ASSIGNMENT: Only the lines from the top of the following listing through the line with "Some(raw) => match" belong in your answer, exactly as written.

──────── RECORDS TO PROCESS

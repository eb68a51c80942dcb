//! Storage configuration loaded from the environment.
//!
//! - `CATALOG_STORAGE`: `memory` | `json` (default `json`)
//! - `CATALOG_DATA_FILE`: path of the JSON data file (default `data/products.json`)

use std::path::PathBuf;
use std::sync::Arc;

use crate::repository::{
    InMemoryProductRepository, JsonFileProductRepository, ProductRepository, RepositoryError,
};

pub const STORAGE_VAR: &str = "CATALOG_STORAGE";
pub const DATA_FILE_VAR: &str = "CATALOG_DATA_FILE";
pub const DEFAULT_DATA_FILE: &str = "data/products.json";

#[derive(Debug, Clone, Copy, PartialEq, Eq)]
pub enum StorageBackend {
    Memory,
    JsonFile,
}

#[derive(Debug, Clone, PartialEq, Eq)]
pub struct StorageConfig {
    pub backend: StorageBackend,
    pub data_file: PathBuf,
}

impl Default for StorageConfig {
    fn default() -> Self {
        Self {
            backend: StorageBackend::JsonFile,
            data_file: PathBuf::from(DEFAULT_DATA_FILE),
        }
    }
}

impl StorageConfig {
    pub fn from_env() -> Self {
        Self::from_lookup(|key| std::env::var(key).ok())
    }

    /// Build the config from any key lookup (the process environment in production).
    pub fn from_lookup(lookup: impl Fn(&str) -> Option<String>) -> Self {
        let defaults = Self::default();

        let backend = match lookup(STORAGE_VAR) {
            None => defaults.backend,
            Some(raw) => match raw.trim().to_lowercase().as_str() {
                "memory" | "in-memory" | "in_memory" => StorageBackend::Memory,
                "json" => StorageBackend::JsonFile,
                other => {
                    tracing::warn!(
                        value = other,
                        "{STORAGE_VAR} not recognized; falling back to json storage"
                    );
                    defaults.backend
                }
            },
        };

        let data_file = lookup(DATA_FILE_VAR)
            .filter(|v| !v.trim().is_empty())
            .map(PathBuf::from)
            .unwrap_or(defaults.data_file);

        Self { backend, data_file }
    }

    /// Open the configured repository.
    pub fn open(&self) -> Result<Arc<dyn ProductRepository>, RepositoryError> {
        match self.backend {
            StorageBackend::Memory => {
                tracing::info!("using in-memory product storage");
                Ok(Arc::new(InMemoryProductRepository::new()))
            }
            StorageBackend::JsonFile => {
                tracing::info!(path = %self.data_file.display(), "using json product storage");
                Ok(Arc::new(JsonFileProductRepository::open(&self.data_file)?))
            }
        }
    }
}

────────────────

ANSWER:
repository eb68a51c80942dcb
//! Storage configuration loaded from the environment.
//!
//! - `CATALOG_STORAGE`: `memory` | `json` (default `json`)
//! - `CATALOG_DATA_FILE`: path of the JSON data file (default `data/products.json`)

use std::path::PathBuf;
use std::sync::Arc;

use crate::repository::{
    InMemoryProductRepository, JsonFileProductRepository, ProductRepository, RepositoryError,
};

pub const STORAGE_VAR: &str = "CATALOG_STORAGE";
pub const DATA_FILE_VAR: &str = "CATALOG_DATA_FILE";
pub const DEFAULT_DATA_FILE: &str = "data/products.json";

#[derive(Debug, Clone, Copy, PartialEq, Eq)]
pub enum StorageBackend {
    Memory,
    JsonFile,
}

#[derive(Debug, Clone, PartialEq, Eq)]
pub struct StorageConfig {
    pub backend: StorageBackend,
    pub data_file: PathBuf,
}

impl Default for StorageConfig {
    fn default() -> Self {
        Self {
            backend: StorageBackend::JsonFile,
            data_file: PathBuf::from(DEFAULT_DATA_FILE),
        }
    }
}

impl StorageConfig {
    pub fn from_env() -> Self {
        Self::from_lookup(|key| std::env::var(key).ok())
    }

    /// Build the config from any key lookup (the process environment in production).
    pub fn from_lookup(lookup: impl Fn(&str) -> Option<String>) -> Self {
        let defaults = Self::default();

        let backend = match lookup(STORAGE_VAR) {
            None => defaults.backend,
            Some(raw) => match raw.trim().to_lowercase().as_str() {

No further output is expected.